The farm was simple but practical. It served as a good reminder of how much we take for granted in modern life. I didn’t actually notice the lack of modern amenities at first, so I guess it also showed me how flexible I’ve become to different living situations. There was no hot water, no proper mattresses, no sinks. There was no oven or fridge in the kitchen. Food was cooked on a wood burning stove, or on two gas hobs. There was no wifi, and phone signal was very patchy. I enjoyed living on the farm a lot, it was beautiful to get back to basics and you really didn’t miss much (maybe hot water…).
Routine on the farm
7am - Slowly emerge from our little rooms and fill mugs with freshly brewed, freshly farmed, tea. Sipping on these we would quietly read or write, enjoying the appearance of the sun.
8:30am - Head to the tea terraces just below the house and pick tea.
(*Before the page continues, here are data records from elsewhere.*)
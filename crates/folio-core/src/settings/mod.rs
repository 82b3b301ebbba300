//! Site settings: the key/value codec, the typed settings documents, and the
//! service that loads and saves them through a content store.

use std::fmt;

use serde::{Deserialize, Serialize};
use serde_json::{Map, Number, Value};
use thiserror::Error;

use crate::store::StoreError;

pub mod codec;
pub mod documents;
mod service;

pub use codec::{Decoded, FieldDefault, FieldSpec, SettingsGroup, decode, encode};
pub use documents::{
    AvailabilityColor, HeroSettings, HeroStats, HeroStatsLabels, NavbarSettings,
    ProfileSettings, SettingsDocument, SiteMetadata, ThemeSettings,
};
pub use service::{SaveReport, SectionUpdate, SettingsService};

/// Errors raised while encoding, decoding, or persisting settings.
#[derive(Debug, Error)]
pub enum SettingsError {
    /// The object names a field the group schema does not declare.
    #[error("unknown settings field")]
    UnknownField {
        /// Settings category.
        category: SettingCategory,
        /// Offending field.
        field: String,
    },
    /// A value does not match the declared field type.
    #[error("settings value has the wrong type")]
    TypeMismatch {
        /// Settings category.
        category: SettingCategory,
        /// Offending field.
        field: String,
        /// Declared type.
        expected: SettingType,
    },
    /// A typed document could not be converted to or from its object form.
    #[error("settings document could not be converted")]
    Document {
        /// Settings category.
        category: SettingCategory,
        /// Underlying serde failure.
        #[source]
        source: serde_json::Error,
    },
    /// The content store failed.
    #[error("settings store operation failed")]
    Store {
        /// Operation identifier.
        operation: &'static str,
        /// Underlying store failure.
        #[source]
        source: StoreError,
    },
}

/// Category tag grouping settings rows for batch reads.
#[derive(Debug, Clone, Copy, Serialize, Deserialize, PartialEq, Eq, Hash)]
#[serde(rename_all = "snake_case")]
pub enum SettingCategory {
    /// Hero banner copy and stats.
    Hero,
    /// Owner profile.
    Profile,
    /// Navbar branding.
    Navbar,
    /// Page metadata.
    Metadata,
    /// Colors and dark mode.
    Theme,
}

impl SettingCategory {
    /// Stored text value.
    #[must_use]
    pub const fn as_str(self) -> &'static str {
        match self {
            Self::Hero => "hero",
            Self::Profile => "profile",
            Self::Navbar => "navbar",
            Self::Metadata => "metadata",
            Self::Theme => "theme",
        }
    }

    /// Capitalised label used in generated descriptions.
    #[must_use]
    pub const fn label(self) -> &'static str {
        match self {
            Self::Hero => "Hero",
            Self::Profile => "Profile",
            Self::Navbar => "Navbar",
            Self::Metadata => "Metadata",
            Self::Theme => "Theme",
        }
    }
}

impl fmt::Display for SettingCategory {
    fn fmt(&self, f: &mut fmt::Formatter<'_>) -> fmt::Result {
        f.write_str(self.as_str())
    }
}

/// Declared type of a settings row.
#[derive(Debug, Clone, Copy, Serialize, Deserialize, PartialEq, Eq, Hash)]
#[serde(rename_all = "snake_case")]
pub enum SettingType {
    /// Free text.
    Text,
    /// URL stored as text.
    Url,
    /// Image URL stored as text.
    Image,
    /// JSON number.
    Number,
    /// JSON boolean.
    Boolean,
    /// JSON array.
    Array,
    /// JSON object.
    Object,
}

impl SettingType {
    /// Stored text value.
    #[must_use]
    pub const fn as_str(self) -> &'static str {
        match self {
            Self::Text => "text",
            Self::Url => "url",
            Self::Image => "image",
            Self::Number => "number",
            Self::Boolean => "boolean",
            Self::Array => "array",
            Self::Object => "object",
        }
    }

    /// Whether `value` is the variant this type stores.
    #[must_use]
    pub const fn accepts(self, value: &SettingValue) -> bool {
        matches!(
            (self, value),
            (Self::Text | Self::Url | Self::Image, SettingValue::String(_))
                | (Self::Number, SettingValue::Number(_))
                | (Self::Boolean, SettingValue::Boolean(_))
                | (Self::Array, SettingValue::Array(_))
                | (Self::Object, SettingValue::Object(_))
        )
    }
}

impl fmt::Display for SettingType {
    fn fmt(&self, f: &mut fmt::Formatter<'_>) -> fmt::Result {
        f.write_str(self.as_str())
    }
}

/// Stored settings value. Serialized untagged so the stored JSON is the
/// plain value.
#[derive(Debug, Clone, PartialEq, Serialize, Deserialize)]
#[serde(untagged)]
pub enum SettingValue {
    /// Boolean.
    Boolean(bool),
    /// Number, kept exact.
    Number(Number),
    /// String.
    String(String),
    /// Array of arbitrary JSON.
    Array(Vec<Value>),
    /// Object of arbitrary JSON.
    Object(Map<String, Value>),
}

impl SettingValue {
    /// Classify a raw JSON value; `null` has no variant.
    #[must_use]
    pub fn from_json(value: Value) -> Option<Self> {
        match value {
            Value::Null => None,
            Value::Bool(flag) => Some(Self::Boolean(flag)),
            Value::Number(number) => Some(Self::Number(number)),
            Value::String(text) => Some(Self::String(text)),
            Value::Array(items) => Some(Self::Array(items)),
            Value::Object(map) => Some(Self::Object(map)),
        }
    }

    /// Raw JSON form.
    #[must_use]
    pub fn into_json(self) -> Value {
        match self {
            Self::Boolean(flag) => Value::Bool(flag),
            Self::Number(number) => Value::Number(number),
            Self::String(text) => Value::String(text),
            Self::Array(items) => Value::Array(items),
            Self::Object(map) => Value::Object(map),
        }
    }
}

#[cfg(test)]
mod tests {
    use super::*;
    use serde_json::json;

    #[test]
    fn values_classify_by_json_shape() {
        assert_eq!(
            SettingValue::from_json(json!("x")),
            Some(SettingValue::String("x".into()))
        );
        assert!(matches!(
            SettingValue::from_json(json!(5)),
            Some(SettingValue::Number(_))
        ));
        assert_eq!(SettingValue::from_json(Value::Null), None);
    }

    #[test]
    fn url_and_image_types_store_strings() {
        let text = SettingValue::String("https://example.com".into());
        assert!(SettingType::Url.accepts(&text));
        assert!(SettingType::Image.accepts(&text));
        assert!(!SettingType::Number.accepts(&text));
        assert!(SettingType::Boolean.accepts(&SettingValue::Boolean(false)));
    }

    #[test]
    fn untagged_serialization_is_the_plain_value() {
        let value: SettingValue = serde_json::from_value(json!({"years": 3})).expect("parse");
        assert!(matches!(value, SettingValue::Object(_)));
        assert_eq!(
            serde_json::to_value(&value).expect("serialize"),
            json!({"years": 3})
        );
    }
}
10am - Meal 1 of the day. Always dal bhat. Always delicious. Always paired with more tea. Followed up with more lying in the sun and reading or writing.
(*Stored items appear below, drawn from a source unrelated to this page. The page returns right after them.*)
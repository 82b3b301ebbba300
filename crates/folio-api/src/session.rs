//! Credential-backed session registry.
//!
//! # Design
//! - One admin account comes from configuration; the password is checked
//!   against its argon2 hash on a blocking thread.
//! - Sessions live in memory keyed by an opaque random bearer token and
//!   expire after the configured lifetime. Every lookup and sign-in sweeps
//!   lapsed sessions out and reports each one as expired.
//! - Every start and end is published on the event bus so open admin pages
//!   can follow it.

use std::collections::HashMap;
use std::sync::{Mutex, MutexGuard, PoisonError};
use std::time::Duration;

use async_trait::async_trait;
use chrono::{DateTime, TimeDelta, Utc};
use folio_config::{AdminCredentials, verify_secret};
use folio_core::session::{Session, SessionError, SessionProvider};
use folio_events::{Event, EventBus, EventStream, SessionEndReason};
use folio_telemetry::Metrics;
use rand::Rng;
use rand::distr::Alphanumeric;
use tracing::{info, warn};
use uuid::Uuid;

const TOKEN_LENGTH: usize = 48;

/// In-memory [`SessionProvider`] for the single configured admin.
pub struct SessionRegistry {
    admin: Option<AdminCredentials>,
    ttl: TimeDelta,
    sessions: Mutex<HashMap<String, Session>>,
    events: EventBus,
    telemetry: Metrics,
}

impl SessionRegistry {
    /// Registry accepting `admin` (or nobody, when `None`), issuing sessions
    /// that last `ttl`.
    #[must_use]
    pub fn new(
        admin: Option<AdminCredentials>,
        ttl: Duration,
        events: EventBus,
        telemetry: Metrics,
    ) -> Self {
        if admin.is_none() {
            warn!("no admin credentials configured; HQ sign-in is disabled");
        }
        Self {
            admin,
            ttl: TimeDelta::from_std(ttl).unwrap_or(TimeDelta::MAX),
            sessions: Mutex::new(HashMap::new()),
            events,
            telemetry,
        }
    }

    /// Number of sessions currently held. Lapsed sessions count until the
    /// next sweep.
    #[must_use]
    pub fn len(&self) -> usize {
        self.lock().len()
    }

    /// Whether no session is held.
    #[must_use]
    pub fn is_empty(&self) -> bool {
        self.lock().is_empty()
    }

    fn lock(&self) -> MutexGuard<'_, HashMap<String, Session>> {
        self.sessions.lock().unwrap_or_else(PoisonError::into_inner)
    }

    fn end_all(&self, ended: &[Session], reason: SessionEndReason, remaining: usize) {
        for session in ended {
            self.end(session, reason, remaining);
        }
    }

    fn end(&self, session: &Session, reason: SessionEndReason, remaining: usize) {
        self.telemetry.set_active_sessions(remaining);
        self.events.publish(Event::SessionEnded {
            session_id: session.id,
            reason,
        });
        info!(session_id = %session.id, reason = ?reason, "admin session ended");
    }

    async fn verify(&self, email: &str, password: &str) -> Result<String, SessionError> {
        let Some(admin) = self.admin.as_ref() else {
            return Err(SessionError::InvalidCredentials);
        };
        if !admin.email.eq_ignore_ascii_case(email.trim()) {
            return Err(SessionError::InvalidCredentials);
        }

        let hash = admin.password_hash.clone();
        let candidate = password.to_string();
        let matched = tokio::task::spawn_blocking(move || verify_secret(&hash, &candidate))
            .await
            .map_err(|source| SessionError::Unavailable {
                operation: "sign_in.join",
                source: Box::new(source),
            })?
            .map_err(|source| SessionError::Unavailable {
                operation: "sign_in.verify",
                source: Box::new(source),
            })?;
        if matched {
            Ok(admin.email.clone())
        } else {
            Err(SessionError::InvalidCredentials)
        }
    }
}

fn take_expired(sessions: &mut HashMap<String, Session>, now: DateTime<Utc>) -> Vec<Session> {
    let mut expired = Vec::new();
    sessions.retain(|_, session| {
        if session.is_expired(now) {
            expired.push(session.clone());
            false
        } else {
            true
        }
    });
    expired
}

fn issue_token() -> String {
    rand::rng()
        .sample_iter(Alphanumeric)
        .take(TOKEN_LENGTH)
        .map(char::from)
        .collect()
}

#[async_trait]
impl SessionProvider for SessionRegistry {
    async fn current(&self, token: &str) -> Option<Session> {
        let (found, expired, remaining) = {
            let mut sessions = self.lock();
            let expired = take_expired(&mut sessions, Utc::now());
            (sessions.get(token).cloned(), expired, sessions.len())
        };
        self.end_all(&expired, SessionEndReason::Expired, remaining);
        found
    }

    async fn sign_in(&self, email: &str, password: &str) -> Result<Session, SessionError> {
        let email = match self.verify(email, password).await {
            Ok(email) => email,
            Err(err) => {
                warn!(error = %err, "admin sign-in rejected");
                return Err(err);
            }
        };

        let issued_at = Utc::now();
        let session = Session {
            id: Uuid::new_v4(),
            email,
            token: issue_token(),
            issued_at,
            expires_at: issued_at
                .checked_add_signed(self.ttl)
                .unwrap_or(DateTime::<Utc>::MAX_UTC),
        };
        let (expired, active) = {
            let mut sessions = self.lock();
            let expired = take_expired(&mut sessions, issued_at);
            sessions.insert(session.token.clone(), session.clone());
            (expired, sessions.len())
        };
        self.end_all(&expired, SessionEndReason::Expired, active);
        self.telemetry.set_active_sessions(active);
        self.events.publish(Event::SessionStarted {
            session_id: session.id,
        });
        info!(session_id = %session.id, "admin session started");
        Ok(session)
    }

    async fn sign_out(&self, token: &str) -> bool {
        let (removed, remaining) = {
            let mut sessions = self.lock();
            let removed = sessions.remove(token);
            (removed, sessions.len())
        };
        match removed {
            Some(session) => {
                self.end(&session, SessionEndReason::SignedOut, remaining);
                true
            }
            None => false,
        }
    }

    async fn revoke_all(&self, reason: SessionEndReason) -> usize {
        let drained: Vec<Session> = self.lock().drain().map(|(_, session)| session).collect();
        for session in &drained {
            self.end(session, reason, 0);
        }
        drained.len()
    }

    fn subscribe(&self) -> EventStream {
        self.events.subscribe(None)
    }
}
//! HTTP surface modules (router, middleware, handlers).

/// Admin (HQ) handlers behind the session guard.
pub mod admin;
/// Session guard middleware and login/logout handlers.
pub mod auth;
/// Shared constants and header names.
pub mod constants;
/// Problem response helpers and error types.
pub mod errors;
/// Health and diagnostics endpoints.
pub mod health;
/// Public site handlers.
pub mod public;
/// Router construction and server host.
pub mod router;
/// Session change stream for open admin pages.
pub mod sse;
/// Metrics middleware for HTTP requests.
pub mod telemetry;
11:30am - Rolling the previously picked tea. Once all the tea was rolled, it was back to the terraces to pick more.
2:30pm - End of work. A snack would be served. Examples are beaten rice with sugar and cinnamon; potato salad; soybean salad with popped rice; roasted chickpeas. The rest of the afternoon was completely our own. I’d do some yoga, sometimes joined by the other volunteers or the two little boys who seemed to always be around. I’d play chess with one of the boys, he was quite a forceful teacher! I’d write and I’d read. We’d chat.
7pm - Meal 2 of the day. Almost always dal bhat. Always different to the earlier dal bhat. Also always delicious. Dinner was usually followed with a game of uno or another card game. More reading or watching some netflix before bed.
It was a very simple life. Usually I’d love the slowness of it all as a break from the usual business of travelling, but after having a similar routine whilst trekking I got a little bored at times!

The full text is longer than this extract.